On the issue of a complexion test... I do believe that people who want to deny Hannibal blackness are being unfairly selective in their use of this racial terminology. No matter what Hannibal was he was a man with brown skin. The ancients make it entirely clear how strange and barbaric white-skinned, blond haired people were considered. The Celts and Gauls from Northern Italy northward were spoken of disparagingly by Romans and Greeks in part because of their unnatural whiteness. White, blond, tall: these were the characteristics of barbarians. So Hannibal, being south of Rome and from African soil, was at the very least a brown-skinned man, much more familiar and respected in the ancient world.
Now, I am also a brown skinned man. (I'm actually sadly pale right now, it being a New England winter and all that. But still, you can tell.) I'm of mixed blood, black and white and with other indeterminate influences thrown in.

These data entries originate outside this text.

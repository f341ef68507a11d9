use std::collections::{HashMap, HashSet};
use std::path::{Path, PathBuf};
use std::sync::{Mutex, MutexGuard, PoisonError};

use thiserror::Error;

use super::FsOracle;

#[derive(Debug, Error, Clone, PartialEq, Eq)]
pub enum MemoryOracleError {
    #[error("injected failure probing {path:?}: {message}")]
    Injected { path: PathBuf, message: String },
}

/// An in-memory backing store.
///
/// Holds a flat set of existing paths and records every probe it answers, in
/// order, so callers can assert exactly which paths a walk touched. Probing a
/// path registered with [`MemoryOracle::fail_at`] returns an error instead of
/// an answer.
#[derive(Debug, Default)]
pub struct MemoryOracle {
    entries: Mutex<HashSet<PathBuf>>,
    failures: Mutex<HashMap<PathBuf, String>>,
    probes: Mutex<Vec<PathBuf>>,
}

impl MemoryOracle {
    pub fn new() -> Self {
        Self::default()
    }

    pub fn with_entries<I, P>(entries: I) -> Self
    where
        I: IntoIterator<Item = P>,
        P: AsRef<Path>,
    {
        let oracle = Self::new();
        for entry in entries {
            oracle.insert(entry);
        }
        oracle
    }

    /// Adds `path` and every one of its ancestors.
    pub fn insert(&self, path: impl AsRef<Path>) -> &Self {
        let mut entries = lock(&self.entries);
        for ancestor in path.as_ref().ancestors() {
            if ancestor.as_os_str().is_empty() {
                break;
            }
            entries.insert(ancestor.to_path_buf());
        }
        self
    }

    pub fn fail_at(&self, path: impl AsRef<Path>, message: impl Into<String>) -> &Self {
        lock(&self.failures).insert(path.as_ref().to_path_buf(), message.into());
        self
    }

    pub fn contains(&self, path: impl AsRef<Path>) -> bool {
        lock(&self.entries).contains(path.as_ref())
    }

    pub fn probes(&self) -> Vec<PathBuf> {
        lock(&self.probes).clone()
    }

    pub fn probe_count(&self) -> usize {
        lock(&self.probes).len()
    }

    pub fn clear_probes(&self) {
        lock(&self.probes).clear();
    }
}

impl FsOracle for MemoryOracle {
    type Error = MemoryOracleError;

    async fn exists(&self, path: &Path) -> Result<bool, MemoryOracleError> {
        lock(&self.probes).push(path.to_path_buf());

        if let Some(message) = lock(&self.failures).get(path) {
            return Err(MemoryOracleError::Injected {
                path: path.to_path_buf(),
                message: message.clone(),
            });
        }

        Ok(lock(&self.entries).contains(path))
    }
}

fn lock<T>(mutex: &Mutex<T>) -> MutexGuard<'_, T> {
    mutex.lock().unwrap_or_else(PoisonError::into_inner)
}
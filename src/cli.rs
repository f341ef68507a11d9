use anyhow::Result;
use clap::{Args, Parser, Subcommand};
use findroot::ResolverConfig;
use std::path::PathBuf;

/// Your CLI entrypoint definition
#[derive(Parser)]
#[command(
    name = "findroot",
    version,
    about = "Finds the root of the working tree you are standing in.",
    long_about = None
)]
pub struct Cli {
    /// Log every probe to stderr
    #[arg(short, long, global = true)]
    pub verbose: bool,

    #[command(subcommand)]
    pub command: Commands,
}

#[derive(Subcommand)]
pub enum Commands {
    /// Print the nearest ancestor directory containing the marker
    Find {
        /// Where to start looking (defaults to the current directory)
        path: Option<PathBuf>,

        #[command(flatten)]
        marker: MarkerArgs,
    },
    /// List each directory the search visits, stopping at the root
    Ancestors {
        /// Where to start looking (defaults to the current directory)
        path: Option<PathBuf>,

        #[command(flatten)]
        marker: MarkerArgs,
    },
}

#[derive(Args, Debug, Default)]
pub struct MarkerArgs {
    /// Entry that identifies a root directory (e.g. .git, .hg, .jj)
    #[arg(long, value_name = "NAME")]
    pub marker: Option<String>,

    /// TOML file providing the marker
    #[arg(long, value_name = "FILE")]
    pub config: Option<PathBuf>,
}

impl MarkerArgs {
    /// `--marker` beats `--config`, which beats the built-in default.
    pub fn resolve(&self) -> Result<ResolverConfig> {
        if let Some(marker) = &self.marker {
            return Ok(ResolverConfig::with_marker(marker.as_str())?);
        }

        match &self.config {
            Some(path) => ResolverConfig::load(path),
            None => Ok(ResolverConfig::default()),
        }
    }
}

/// Turns an optional user-supplied path into an absolute starting point, so
/// the walk is not cut short at `.` for relative input.
pub fn start_path(path: Option<PathBuf>) -> Result<PathBuf> {
    let path = match path {
        Some(path) => path,
        None => std::env::current_dir()?,
    };

    Ok(std::path::absolute(path)?)
}
pub mod ancestors;
pub mod find;
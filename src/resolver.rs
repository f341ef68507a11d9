use std::io;
use std::path::{Path, PathBuf};

use tracing::{debug, info};

use crate::config::ResolverConfig;
use crate::error::FindRootError;
use crate::oracle::{DiskOracle, FsOracle};

/// Walks up from a starting path to the nearest directory holding the marker.
///
/// One probe is made per candidate, deepest first, and the walk stops at the
/// first hit. A failed probe ends the walk immediately. Reaching a candidate
/// that is its own parent without a hit yields
/// [`FindRootError::RootNotFound`].
///
/// The resolver keeps no state between calls, so one instance can serve any
/// number of concurrent searches.
#[derive(Debug, Clone)]
pub struct RootResolver<O> {
    oracle: O,
    config: ResolverConfig,
}

impl<O: FsOracle> RootResolver<O> {
    pub fn new(oracle: O, config: ResolverConfig) -> Self {
        Self { oracle, config }
    }

    pub fn with_default_marker(oracle: O) -> Self {
        Self::new(oracle, ResolverConfig::default())
    }

    pub fn marker(&self) -> &str {
        self.config.marker()
    }

    pub fn oracle(&self) -> &O {
        &self.oracle
    }

    pub async fn find_root(&self, start: &Path) -> Result<PathBuf, FindRootError<O::Error>> {
        let mut candidate = start.to_path_buf();

        loop {
            if self.contains_marker(&candidate).await? {
                info!(root = %candidate.display(), "found {}", self.marker());
                return Ok(candidate);
            }

            let parent = self.oracle.dirname(&candidate);
            if parent == candidate {
                debug!(start = %start.display(), "reached filesystem root");
                return Err(FindRootError::RootNotFound {
                    start: start.to_path_buf(),
                    marker: self.marker().to_string(),
                });
            }

            candidate = parent;
        }
    }

    /// Like [`RootResolver::find_root`], but a missing root is `None` rather
    /// than an error. Probe failures still propagate.
    pub async fn find_root_opt(
        &self,
        start: &Path,
    ) -> Result<Option<PathBuf>, FindRootError<O::Error>> {
        match self.find_root(start).await {
            Ok(root) => Ok(Some(root)),
            Err(FindRootError::RootNotFound { .. }) => Ok(None),
            Err(err) => Err(err),
        }
    }

    pub async fn contains_marker(&self, candidate: &Path) -> Result<bool, FindRootError<O::Error>> {
        let probe = self.oracle.join(candidate, self.marker());
        debug!(probe = %probe.display(), "probing");

        self.oracle
            .exists(&probe)
            .await
            .map_err(|source| FindRootError::OracleFailure {
                path: probe,
                source,
            })
    }

    /// Every candidate a fruitless walk from `start` would visit, in order,
    /// ending at the fixed point of `dirname`. Touches no storage.
    pub fn candidates(&self, start: &Path) -> Vec<PathBuf> {
        let mut candidates = vec![start.to_path_buf()];

        loop {
            let Some(current) = candidates.last() else {
                break;
            };
            let parent = self.oracle.dirname(current);
            if &parent == current {
                break;
            }
            candidates.push(parent);
        }

        candidates
    }
}

/// Finds the enclosing `.git` root of `start` on the local disk.
pub async fn find_root(start: impl AsRef<Path>) -> Result<PathBuf, FindRootError<io::Error>> {
    RootResolver::with_default_marker(DiskOracle)
        .find_root(start.as_ref())
        .await
}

But few people would call me anything but black if they saw me walking down an American street. As has often been stated, a drop of African - a drop of black - makes you all black. I do think it's too precious, then, for people to call a person of any and all shades of brown a Black Person here in America, but then to deny other brown, African people a claim to blackness when it suits them.
I'm quite sure that if Hannibal dropped down on to the streets of any American city, put on modern clothes and walked the sidewalk... He might well look like somebody that our culture would most readily define as a black man. I think that because we'd see a brown-skinned man with curly hair, burnished by the Mediterranean sun. Remember, we tend to have a very wide spectrum in terms of what we call black in America. It doesn't matter where along that spectrum he ultimately sits. If he's on it at all that man walking down the street would be defined by one or two words, labeled, identified, preliminary judged. That, unfortunately, is what all the debate is about. It's not about the Hannibal of more than two thousand years ago. It's about us, right here and right now.